Task objective
Search the data for the string "ConsoleSettings" and copy each line in which it appears.

(Source data)
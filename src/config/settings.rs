//! Configuration settings structures for empatia-api
//!
//! This module defines all configuration structures that can be loaded from
//! TOML files and environment variables. Every field has a default so a
//! partial file is enough.

use std::path::PathBuf;

use serde::{Deserialize, Serialize};

use crate::config::error::ConfigError;
use crate::logger::{ConsoleConfig, FileConfig, LogFormat, LoggerConfig};

// ============================================================================
// Default value functions
// ============================================================================

fn default_app_name() -> String {
    "empatia-api".to_string()
}

fn default_app_version() -> String {
    crate::pkg_version().to_string()
}

fn default_host() -> String {
    "127.0.0.1".to_string()
}

fn default_port() -> u16 {
    8080
}

fn default_max_connections() -> u32 {
    10
}

fn default_min_connections() -> u32 {
    1
}

fn default_connection_timeout() -> u64 {
    30
}

fn default_log_level() -> String {
    "info".to_string()
}

fn default_true() -> bool {
    true
}

fn default_log_path() -> String {
    "logs/app.log".to_string()
}

fn default_log_format() -> String {
    "json".to_string()
}

// ============================================================================
// Root
// ============================================================================

/// Complete application configuration.
#[derive(Debug, Clone, Default, PartialEq, Eq, Serialize, Deserialize)]
pub struct Settings {
    #[serde(default)]
    pub application: ApplicationConfig,
    #[serde(default)]
    pub server: ServerConfig,
    #[serde(default)]
    pub storage: StorageConfig,
    #[serde(default)]
    pub database: DatabaseConfig,
    #[serde(default)]
    pub logger: LoggerSettings,
}

// ============================================================================
// Application Configuration
// ============================================================================

/// Application basic information configuration
#[derive(Debug, Clone, PartialEq, Eq, Serialize, Deserialize)]
pub struct ApplicationConfig {
    #[serde(default = "default_app_name")]
    pub name: String,

    #[serde(default = "default_app_version")]
    pub version: String,
}

impl Default for ApplicationConfig {
    fn default() -> Self {
        Self {
            name: default_app_name(),
            version: default_app_version(),
        }
    }
}

// ============================================================================
// Server Configuration
// ============================================================================

/// Axum HTTP server configuration
#[derive(Debug, Clone, PartialEq, Eq, Serialize, Deserialize)]
pub struct ServerConfig {
    #[serde(default = "default_host")]
    pub host: String,

    #[serde(default = "default_port")]
    pub port: u16,
}

impl ServerConfig {
    /// Get the full server address as "host:port"
    pub fn address(&self) -> String {
        format!("{}:{}", self.host, self.port)
    }
}

impl Default for ServerConfig {
    fn default() -> Self {
        Self {
            host: default_host(),
            port: default_port(),
        }
    }
}

// ============================================================================
// Storage Configuration
// ============================================================================

/// Where users are persisted.
#[derive(Debug, Clone, Copy, PartialEq, Eq, Serialize, Deserialize, Default)]
#[serde(rename_all = "lowercase")]
pub enum StorageBackend {
    /// Process-local map; contents are lost on restart
    #[default]
    Memory,
    /// PostgreSQL through the `database` section
    Postgres,
}

#[derive(Debug, Clone, Default, PartialEq, Eq, Serialize, Deserialize)]
pub struct StorageConfig {
    #[serde(default)]
    pub backend: StorageBackend,
}

// ============================================================================
// Database Configuration
// ============================================================================

/// Diesel database connection configuration
#[derive(Debug, Clone, PartialEq, Eq, Serialize, Deserialize)]
pub struct DatabaseConfig {
    /// Database connection URL
    #[serde(default)]
    pub url: String,

    /// Maximum number of connections in the pool
    #[serde(default = "default_max_connections")]
    pub max_connections: u32,

    /// Minimum number of idle connections kept in the pool
    #[serde(default = "default_min_connections")]
    pub min_connections: u32,

    /// Connection timeout in seconds
    #[serde(default = "default_connection_timeout")]
    pub connection_timeout: u64,

    /// Whether to run pending migrations on startup
    #[serde(default)]
    pub auto_migrate: bool,
}

impl Default for DatabaseConfig {
    fn default() -> Self {
        Self {
            url: String::new(),
            max_connections: default_max_connections(),
            min_connections: default_min_connections(),
            connection_timeout: default_connection_timeout(),
            auto_migrate: false,
        }
    }
}

// ============================================================================
// Logger Settings
// ============================================================================

/// Console output settings
#[derive(Debug, Clone, PartialEq, Eq, Serialize, Deserialize)]
pub struct ConsoleSettings {
    #[serde(default = "default_true")]
    pub enabled: bool,

    /// Colors are only used when stdout is a terminal
    #[serde(default = "default_true")]
    pub colored: bool,
}

impl Default for ConsoleSettings {
    fn default() -> Self {
        Self {
            enabled: default_true(),
            colored: default_true(),
        }
    }
}

/// File output settings
#[derive(Debug, Clone, PartialEq, Eq, Serialize, Deserialize)]
pub struct FileSettings {
    #[serde(default)]
    pub enabled: bool,

    #[serde(default = "default_log_path")]
    pub path: String,

    /// Append to an existing file instead of truncating it
    #[serde(default = "default_true")]
    pub append: bool,

    /// "full", "compact" or "json"
    #[serde(default = "default_log_format")]
    pub format: String,
}

impl Default for FileSettings {
    fn default() -> Self {
        Self {
            enabled: false,
            path: default_log_path(),
            append: default_true(),
            format: default_log_format(),
        }
    }
}

/// Logger configuration as written in the config files
#[derive(Debug, Clone, PartialEq, Eq, Serialize, Deserialize)]
pub struct LoggerSettings {
    /// "trace", "debug", "info", "warn" or "error"
    #[serde(default = "default_log_level")]
    pub level: String,

    #[serde(default)]
    pub console: ConsoleSettings,

    #[serde(default)]
    pub file: FileSettings,
}

impl Default for LoggerSettings {
    fn default() -> Self {
        Self {
            level: default_log_level(),
            console: ConsoleSettings::default(),
            file: FileSettings::default(),
        }
    }
}

impl LoggerSettings {
    /// Converts the file representation into the runtime `LoggerConfig`.
    pub fn into_logger_config(self) -> Result<LoggerConfig, ConfigError> {
        let format = self
            .file
            .format
            .parse::<LogFormat>()
            .map_err(|e| ConfigError::validation("logger.file.format", e.to_string()))?;

        let console = ConsoleConfig {
            enabled: self.console.enabled,
            colored: self.console.colored,
        };
        let file = FileConfig {
            enabled: self.file.enabled,
            path: PathBuf::from(self.file.path),
            append: self.file.append,
            format,
        };

        let config = LoggerConfig {
            console,
            file,
            level: self.level,
        };
        config
            .validate()
            .map_err(|e| ConfigError::validation("logger", e.to_string()))?;

        Ok(config)
    }
}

Output of the task
pub struct ConsoleSettings {
impl Default for ConsoleSettings {
    pub console: ConsoleSettings,
            console: ConsoleSettings::default(),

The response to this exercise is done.